■ Provided records

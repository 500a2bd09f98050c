use creek_ir::ast::Expr;
use creek_ir::{BinOp, UnOp};

use super::{ParseResult, Parser};
use crate::token::{Keyword, TokenKind};

/// Binding strength of a pending binary-operator token. Anything that cannot
/// continue a binary chain sits at -1.
fn token_precedence(kind: &TokenKind) -> i32 {
    match kind {
        TokenKind::Punct(';') => 2,
        TokenKind::Punct('<') => 10,
        TokenKind::Punct('+' | '-') => 20,
        TokenKind::Punct('*') => 40,
        _ => -1,
    }
}

impl Parser<'_> {
    /// expression ::= primary binoprhs
    pub fn parse_expr(&mut self) -> ParseResult<Expr> {
        let lhs = self.parse_primary()?;
        self.parse_binop_rhs(0, lhs)
    }

    /// binoprhs ::= (binop primary)*
    fn parse_binop_rhs(&mut self, min_prec: i32, mut lhs: Expr) -> ParseResult<Expr> {
        loop {
            let prec = token_precedence(&self.tokens.peek().kind);
            if prec < min_prec {
                return Ok(lhs);
            }

            // the precedence table only admits single-character operators
            let TokenKind::Punct(op_char) = self.tokens.next().kind else {
                return Ok(lhs);
            };

            // `;` separates statements: consumed, but it ends the chain
            // instead of folding
            if op_char == ';' {
                return Ok(lhs);
            }

            let mut rhs = self.parse_primary()?;

            // let a tighter-binding pending operator take `rhs` first
            let next_prec = token_precedence(&self.tokens.peek().kind);
            if prec < next_prec {
                rhs = self.parse_binop_rhs(prec + 1, rhs)?;
            }

            let op = match op_char {
                '+' => BinOp::Add,
                '-' => BinOp::Sub,
                '*' => BinOp::Mul,
                _ => BinOp::Less,
            };

            lhs = Expr::Binary {
                op,
                lhs: Box::new(lhs),
                rhs: Box::new(rhs),
            };
        }
    }

    fn parse_primary(&mut self) -> ParseResult<Expr> {
        // stray statement separators before a primary are harmless
        while self.tokens.peek().kind == TokenKind::Punct(';') {
            self.tokens.next();
        }

        let token = self.tokens.peek();
        match token.kind {
            TokenKind::Int(value) => {
                self.tokens.next();
                Ok(Expr::Int(value))
            }
            TokenKind::Float(value) => {
                self.tokens.next();
                Ok(Expr::Float(value))
            }
            TokenKind::Str(value) => {
                self.tokens.next();
                Ok(Expr::Str(value))
            }
            TokenKind::Bool(value) => {
                self.tokens.next();
                Ok(Expr::Bool(value))
            }

            TokenKind::Identifier(name) => {
                self.tokens.next();
                self.parse_identifier_expr(name)
            }

            TokenKind::Keyword(Keyword::If) => self.parse_if_expr(),

            TokenKind::Punct('(') => self.parse_paren_expr(),
            TokenKind::Punct('+' | '-') => self.parse_unary_expr(),

            // an empty block tail: the `}` stays put and reads as no value
            TokenKind::Punct('}') => Ok(Expr::Void),

            _ => Err(self.error_expected("an expression", &token)),
        }
    }

    /// identifierexpr ::= identifier | identifier '(' expression,* ')'
    fn parse_identifier_expr(&mut self, name: String) -> ParseResult<Expr> {
        if !self.eat_punct('(') {
            return Ok(Expr::Var(name));
        }

        let mut args = vec![];
        if !self.eat_punct(')') {
            loop {
                args.push(self.parse_expr()?);

                let token = self.tokens.peek();
                match token.kind {
                    TokenKind::Punct(')') => {
                        self.tokens.next();
                        break;
                    }
                    TokenKind::Punct(',') => {
                        self.tokens.next();
                    }
                    _ => return Err(self.error_expected("`)` or `,` in argument list", &token)),
                }
            }
        }

        Ok(Expr::Call { callee: name, args })
    }

    /// parenexpr ::= '(' expression ')'
    fn parse_paren_expr(&mut self) -> ParseResult<Expr> {
        self.tokens.next();
        let expr = self.parse_expr()?;
        self.expect_punct(')')?;
        Ok(expr)
    }

    /// unary ::= ('+' | '-') primary
    fn parse_unary_expr(&mut self) -> ParseResult<Expr> {
        let token = self.tokens.next();
        let op = if token.kind == TokenKind::Punct('-') {
            UnOp::Negate
        } else {
            UnOp::Plus
        };

        let operand = self.parse_primary()?;
        Ok(Expr::Unary {
            op,
            operand: Box::new(operand),
        })
    }

    /// ifexpr ::= 'if' expression block ('else' block)?
    fn parse_if_expr(&mut self) -> ParseResult<Expr> {
        self.tokens.next();

        let cond = self.parse_expr()?;
        let then = self.parse_block()?;

        let else_ = if self.eat_keyword(Keyword::Else) {
            self.parse_block()?
        } else {
            Expr::Void
        };

        Ok(Expr::If {
            cond: Box::new(cond),
            then: Box::new(then),
            else_: Box::new(else_),
        })
    }

    /// block ::= '{' expression+ '}'
    ///
    /// The expressions are folded left-to-right into a `Sequence`, so the
    /// block's value is its last expression's value.
    pub(crate) fn parse_block(&mut self) -> ParseResult<Expr> {
        self.expect_punct('{')?;

        let mut expr = self.parse_expr()?;
        while !self.eat_punct('}') {
            let next = self.parse_expr()?;
            expr = Expr::Sequence {
                first: Box::new(expr),
                second: Box::new(next),
            };
        }

        Ok(expr)
    }
}
//! The construct-at-a-time pipeline: each top-level construct is fully
//! lexed, parsed, generated, and (for bare expressions) executed before the
//! next one is read.

use creek_backend::jit::ExecValue;
use creek_backend::{BackendError, Codegen};
use creek_frontend::token::{Keyword, TokenKind};
use creek_frontend::{ParseError, Parser};
use creek_ir::Type;
use creek_session::diagnostics::{Diagnostic, DiagnosticEmitter, IntoDiagnostic, Severity};
use creek_session::Session;

/// Failures that stop the whole run, as opposed to diagnostics that only
/// skip a single construct.
#[derive(thiserror::Error, Debug)]
pub enum CompileError {
    #[error("invalid token on line {0}")]
    InvalidToken(u32),

    #[error("script must define a function of the form `{signature}`")]
    MissingRequired { signature: &'static str },

    #[error(transparent)]
    Backend(#[from] BackendError),

    #[error("errors while compiling")]
    HadErrors,
}

pub type CompileResult<T> = Result<T, CompileError>;

pub struct Compiler<D: DiagnosticEmitter> {
    pub session: Session<D>,
    /// Values produced by executed top-level expressions, oldest first.
    pub values: Vec<ExecValue>,

    codegen: Codegen,
    execute: bool,
    had_errors: bool,
}

impl<D: DiagnosticEmitter> Compiler<D> {
    /// `execute` controls whether bare top-level expressions are invoked
    /// after they compile.
    pub fn new(diagnostics: D, execute: bool) -> CompileResult<Self> {
        Ok(Self {
            session: Session::new(diagnostics),
            values: vec![],
            codegen: Codegen::new()?,
            execute,
            had_errors: false,
        })
    }

    /// Drives the whole script, then checks the entry-point contract.
    pub fn compile(&mut self, source: &str) -> CompileResult<()> {
        let mut parser = Parser::new(source);

        loop {
            let token = parser.peek();
            match token.kind {
                TokenKind::Eof => break,

                TokenKind::Invalid => return Err(CompileError::InvalidToken(token.line)),

                // ignore top-level semicolons
                TokenKind::Punct(';') => parser.bump(),

                // a bare `}` would parse as an empty-block tail without
                // consuming anything, so reject it here to keep moving
                TokenKind::Punct('}') => {
                    self.report(
                        Diagnostic::error("expected a top-level construct, found `}`")
                            .with_line(token.line),
                    );
                    parser.bump();
                }

                TokenKind::Keyword(Keyword::Extern) => self.handle_extern(&mut parser),

                TokenKind::Keyword(keyword) if keyword.ty().is_some() => {
                    self.handle_definition(&mut parser);
                }

                _ => self.handle_top_level_expr(&mut parser),
            }
        }

        self.check_required("init", Type::Bool, "bool init()")?;
        self.check_required("exit", Type::Void, "void exit()")?;

        if self.had_errors {
            return Err(CompileError::HadErrors);
        }
        Ok(())
    }

    fn handle_definition(&mut self, parser: &mut Parser) {
        match parser.parse_definition() {
            Ok(def) => {
                if let Err(err) = self.codegen.gen_definition(&def) {
                    self.report(err.into_diagnostic());
                }
                self.flush_codegen_diagnostics();
            }
            Err(err) => self.recover(parser, err),
        }
    }

    fn handle_extern(&mut self, parser: &mut Parser) {
        match parser.parse_extern() {
            Ok(proto) => {
                if let Err(err) = self.codegen.gen_extern(&proto) {
                    self.report(err.into_diagnostic());
                }
            }
            Err(err) => self.recover(parser, err),
        }
    }

    fn handle_top_level_expr(&mut self, parser: &mut Parser) {
        let def = match parser.parse_top_level_expr() {
            Ok(def) => def,
            Err(err) => return self.recover(parser, err),
        };

        match self.codegen.gen_top_level(&def) {
            Ok((id, ret)) => {
                self.flush_codegen_diagnostics();

                if self.execute {
                    match self.codegen.jit_mut().invoke(id, ret) {
                        Ok(value) => {
                            self.report(Diagnostic::note(format!("evaluated to {value}")));
                            self.values.push(value);
                        }
                        Err(err) => self.report(Diagnostic::error(err.to_string())),
                    }
                }
            }
            Err(err) => {
                self.flush_codegen_diagnostics();
                self.report(err.into_diagnostic());
            }
        }
    }

    /// Reports a syntax error, then skips one token so scanning can resume
    /// at the next construct.
    fn recover(&mut self, parser: &mut Parser, err: ParseError) {
        self.report(err.into_diagnostic());
        parser.bump();
    }

    fn check_required(&self, name: &str, ret: Type, signature: &'static str) -> CompileResult<()> {
        match self.codegen.jit().resolve(name) {
            Some(entry) if entry.proto.ret == ret && entry.proto.params.is_empty() => Ok(()),
            _ => Err(CompileError::MissingRequired { signature }),
        }
    }

    fn flush_codegen_diagnostics(&mut self) {
        let diagnostics = self.codegen.take_diagnostics();
        self.had_errors |= diagnostics
            .iter()
            .any(|d| d.severity >= Severity::Error);
        let _ = self.session.report_all(diagnostics);
    }

    fn report(&mut self, diagnostic: Diagnostic) {
        self.had_errors |= diagnostic.severity >= Severity::Error;
        let _ = self.session.report(diagnostic);
    }
}
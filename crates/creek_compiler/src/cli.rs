use clap::{Parser, Subcommand};

#[derive(Parser)]
#[command(author, version, about, long_about = None)]
pub struct Cli {
    #[command(subcommand)]
    pub command: Command,
}

#[derive(Subcommand)]
pub enum Command {
    /// Compile a script and execute its top-level expressions.
    Run {
        /// The input file.
        input: String,

        /// Whether the given input should be used directly as the source
        /// instead of as the source file path.
        #[clap(long, short, action)]
        source: bool,
    },

    /// Compile a script and check the entry-point contract without
    /// executing anything.
    Check {
        /// The input file.
        input: String,

        /// Whether the given input should be used directly as the source
        /// instead of as the source file path.
        #[clap(long, short, action)]
        source: bool,
    },
}
impl FuncCodegen<'_> {
    /// Lowers the body, emits the return, and finalizes the function.
    /// Returns the function's actual return type.
    fn run(mut self, def: &FunctionDef) -> CodegenResult<Type> {
        let body = self.gen_expr(&def.body)?;

        if def.proto.is_anonymous() {
            // The wrapper takes its return type from the expression so the
            // driver can read the computed value back out.
            if let Some(value) = body.value {
                let clif = self.value_type(body.ty)?;
                self.builder.func.signature.returns.push(AbiParam::new(clif));
                self.builder.ins().return_(&[value]);
            } else {
                self.builder.ins().return_(&[]);
            }

            self.builder.finalize();
            return Ok(body.ty);
        }

        let name = &def.proto.name;
        match def.proto.ret {
            Type::Void => {
                if body.ty != Type::Void {
                    self.diagnostics.push(Diagnostic::warning(format!(
                        "value of type {} is ignored in void function `{name}`",
                        body.ty
                    )));
                }
                self.builder.ins().return_(&[]);
            }

            ret => {
                if body.ty != ret {
                    return Err(CodegenError::ReturnTypeMismatch {
                        name: name.clone(),
                        expected: ret,
                        found: body.ty,
                    });
                }

                let value = body.expect_value()?;
                self.builder.ins().return_(&[value]);
            }
        }

        self.builder.finalize();
        Ok(def.proto.ret)
    }

    fn gen_expr(&mut self, expr: &Expr) -> CodegenResult<TypedValue> {
        match expr {
            Expr::Int(value) => {
                let value = self.builder.ins().iconst(I64, *value);
                Ok(TypedValue::new(Type::I64, value))
            }

            Expr::Float(value) => {
                let value = self.builder.ins().f64const(*value);
                Ok(TypedValue::new(Type::F64, value))
            }

            Expr::Bool(value) => {
                let value = self.builder.ins().iconst(I8, i64::from(*value));
                Ok(TypedValue::new(Type::Bool, value))
            }

            Expr::Str(text) => {
                let data = self.jit.string_constant(text)?;
                let global = self.jit.data_ref(data, self.builder.func);
                let pointer_type = self.jit.pointer_type();
                let value = self.builder.ins().symbol_value(pointer_type, global);
                Ok(TypedValue::new(Type::Str, value))
            }

            Expr::Var(name) => self
                .symbols
                .get(name)
                .copied()
                .ok_or_else(|| CodegenError::UnknownVariable(name.clone())),

            Expr::Unary { op, operand } => self.gen_unary(*op, operand),

            Expr::Binary { op, lhs, rhs } => self.gen_binary(*op, lhs, rhs),

            Expr::Sequence { first, second } => {
                // the first value, if any, is deliberately discarded
                self.gen_expr(first)?;
                self.gen_expr(second)
            }

            Expr::Call { callee, args } => self.gen_call(callee, args),

            Expr::If { cond, then, else_ } => self.gen_if(cond, then, else_),

            Expr::Void => Ok(TypedValue::VOID),
        }
    }

    fn gen_unary(&mut self, op: UnOp, operand: &Expr) -> CodegenResult<TypedValue> {
        let operand = self.gen_expr(operand)?;

        match op {
            UnOp::Plus => Ok(operand),

            UnOp::Negate => {
                let value = match operand.ty {
                    Type::I64 => {
                        let value = operand.expect_value()?;
                        self.builder.ins().ineg(value)
                    }
                    Type::F64 => {
                        let value = operand.expect_value()?;
                        self.builder.ins().fneg(value)
                    }
                    ty => return Err(CodegenError::CannotNegate(ty)),
                };

                Ok(TypedValue::new(operand.ty, value))
            }
        }
    }

    fn gen_binary(&mut self, op: BinOp, lhs: &Expr, rhs: &Expr) -> CodegenResult<TypedValue> {
        let lhs = self.gen_expr(lhs)?;
        let rhs = self.gen_expr(rhs)?;

        let Some(operand_ty) = lhs.ty.unify(rhs.ty) else {
            return Err(CodegenError::NoImplicitConversion {
                lhs: lhs.ty,
                rhs: rhs.ty,
            });
        };

        let l = self.coerce(lhs, operand_ty)?;
        let r = self.coerce(rhs, operand_ty)?;

        let ins = self.builder.ins();
        let (ty, value) = match (op, operand_ty) {
            (BinOp::Add, Type::I64) => (Type::I64, ins.iadd(l, r)),
            (BinOp::Sub, Type::I64) => (Type::I64, ins.isub(l, r)),
            (BinOp::Mul, Type::I64) => (Type::I64, ins.imul(l, r)),
            (BinOp::Less, Type::I64) => (Type::Bool, ins.icmp(IntCC::SignedLessThan, l, r)),

            (BinOp::Add, Type::F64) => (Type::F64, ins.fadd(l, r)),
            (BinOp::Sub, Type::F64) => (Type::F64, ins.fsub(l, r)),
            (BinOp::Mul, Type::F64) => (Type::F64, ins.fmul(l, r)),
            // keeps the IEEE "unordered" behavior for NaN operands
            (BinOp::Less, Type::F64) => (Type::Bool, ins.fcmp(FloatCC::UnorderedOrLessThan, l, r)),

            (op, ty) => {
                return Err(CodegenError::Internal(format!(
                    "binary `{}` applied to {ty} operands",
                    op.symbol()
                )))
            }
        };

        Ok(TypedValue::new(ty, value))
    }

    /// Rewrites `from` as a value of type `to`; `unify` only ever asks for
    /// an int or bool to widen into a float.
    fn coerce(&mut self, from: TypedValue, to: Type) -> CodegenResult<Value> {
        let value = from.expect_value()?;
        if from.ty == to {
            return Ok(value);
        }

        match from.ty {
            Type::I64 => Ok(self.builder.ins().fcvt_from_sint(F64, value)),
            Type::Bool => Ok(self.builder.ins().fcvt_from_uint(F64, value)),
            ty => Err(CodegenError::Internal(format!(
                "no conversion from {ty} to {to}"
            ))),
        }
    }

    fn gen_call(&mut self, callee: &str, args: &[Expr]) -> CodegenResult<TypedValue> {
        let Some(entry) = self.jit.resolve(callee) else {
            return Err(CodegenError::UnknownFunction(callee.to_owned()));
        };
        let func_id = entry.id;
        let proto = entry.proto.clone();

        if proto.params.len() != args.len() {
            return Err(CodegenError::CallArgCount {
                callee: callee.to_owned(),
                expected: proto.params.len(),
                found: args.len(),
            });
        }

        let mut values = Vec::with_capacity(args.len());
        for (index, (arg, param)) in args.iter().zip(&proto.params).enumerate() {
            let arg = self.gen_expr(arg)?;

            // call arguments never coerce, unlike binary operands
            if arg.ty != param.ty {
                return Err(CodegenError::CallArgType {
                    callee: callee.to_owned(),
                    index: index + 1,
                    expected: param.ty,
                    found: arg.ty,
                });
            }

            values.push(arg.expect_value()?);
        }

        let func_ref = self.jit.func_ref(func_id, self.builder.func);
        let call = self.builder.ins().call(func_ref, &values);

        match proto.ret {
            Type::Void => Ok(TypedValue::VOID),
            ret => match self.builder.inst_results(call).first() {
                Some(&value) => Ok(TypedValue::new(ret, value)),
                None => Err(CodegenError::Internal(format!(
                    "call to `{callee}` produced no result"
                ))),
            },
        }
    }

    fn gen_if(&mut self, cond: &Expr, then: &Expr, else_: &Expr) -> CodegenResult<TypedValue> {
        let cond = self.gen_expr(cond)?;
        let cond = self.normalize_condition(cond)?;

        let then_block = self.builder.create_block();
        let else_block = self.builder.create_block();
        let join_block = self.builder.create_block();

        self.builder
            .ins()
            .brif(cond, then_block, &[], else_block, &[]);

        self.builder.switch_to_block(then_block);
        self.builder.seal_block(then_block);
        let then_value = self.gen_expr(then)?;

        // The join's block parameter is the two-predecessor merge carrying
        // the branch values; a void `if` joins without one.
        let merged = match then_value.ty {
            Type::Void => None,
            ty => {
                let clif = self.value_type(ty)?;
                Some(self.builder.append_block_param(join_block, clif))
            }
        };

        let then_args: Vec<Value> = then_value.value.into_iter().collect();
        self.builder.ins().jump(join_block, &then_args);

        self.builder.switch_to_block(else_block);
        self.builder.seal_block(else_block);
        let else_value = self.gen_expr(else_)?;

        if else_value.ty != then_value.ty {
            return Err(CodegenError::BranchTypeMismatch {
                then: then_value.ty,
                else_: else_value.ty,
            });
        }

        let else_args: Vec<Value> = else_value.value.into_iter().collect();
        self.builder.ins().jump(join_block, &else_args);

        self.builder.switch_to_block(join_block);
        self.builder.seal_block(join_block);

        Ok(TypedValue {
            ty: then_value.ty,
            value: merged,
        })
    }

    /// Normalizes an `if` condition to a boolean: booleans pass through,
    /// numbers compare against their zero value (nonzero is true).
    fn normalize_condition(&mut self, cond: TypedValue) -> CodegenResult<Value> {
        match cond.ty {
            Type::Bool => cond.expect_value(),

            Type::I64 => {
                let value = cond.expect_value()?;
                Ok(self.builder.ins().icmp_imm(IntCC::NotEqual, value, 0))
            }

            Type::F64 => {
                let value = cond.expect_value()?;
                let zero = self.builder.ins().f64const(0.0);
                Ok(self.builder.ins().fcmp(FloatCC::NotEqual, value, zero))
            }

            ty => Err(CodegenError::BadConditionType(ty)),
        }
    }

    fn value_type(&self, ty: Type) -> CodegenResult<ir::Type> {
        self.jit
            .value_type(ty)
            .ok_or_else(|| CodegenError::Internal(format!("{ty} has no runtime representation")))
    }
}
pub mod diagnostics;

use diagnostics::{DiagnosticEmitter, IntoDiagnostic, Severity};

/// Marker returned when at least one error-severity diagnostic was emitted.
#[derive(Debug, Clone, Copy)]
pub struct ErrorsEmitted;

/// State shared across the compilation of one script.
pub struct Session<D: DiagnosticEmitter> {
    pub diagnostics: D,
}

impl<D: DiagnosticEmitter> Session<D> {
    pub fn new(diagnostics: D) -> Self {
        Self { diagnostics }
    }

    pub fn report(&mut self, diagnostic: impl IntoDiagnostic) -> Result<(), ErrorsEmitted> {
        let diagnostic = diagnostic.into_diagnostic();
        let severity = diagnostic.severity;

        self.diagnostics.emit_diagnostic(diagnostic);

        if severity < Severity::Error {
            Ok(())
        } else {
            Err(ErrorsEmitted)
        }
    }

    pub fn report_all<I>(&mut self, diagnostics: I) -> Result<(), ErrorsEmitted>
    where
        I: IntoIterator,
        I::Item: IntoDiagnostic,
    {
        let mut had_error = false;

        for diagnostic in diagnostics {
            let diagnostic = diagnostic.into_diagnostic();
            had_error |= diagnostic.severity >= Severity::Error;
            self.diagnostics.emit_diagnostic(diagnostic);
        }

        if !had_error {
            Ok(())
        } else {
            Err(ErrorsEmitted)
        }
    }
}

■ Your task
Reproduce exactly, please, only the lines from the start of the data above to the line that contains "fn token_precedence(kind: &TokenKind)", with both ends kept.

■ Answer for the task
repository 500a2bd09f98050c
use creek_ir::ast::Expr;
use creek_ir::{BinOp, UnOp};

use super::{ParseResult, Parser};
use crate::token::{Keyword, TokenKind};

/// Binding strength of a pending binary-operator token. Anything that cannot
/// continue a binary chain sits at -1.
fn token_precedence(kind: &TokenKind) -> i32 {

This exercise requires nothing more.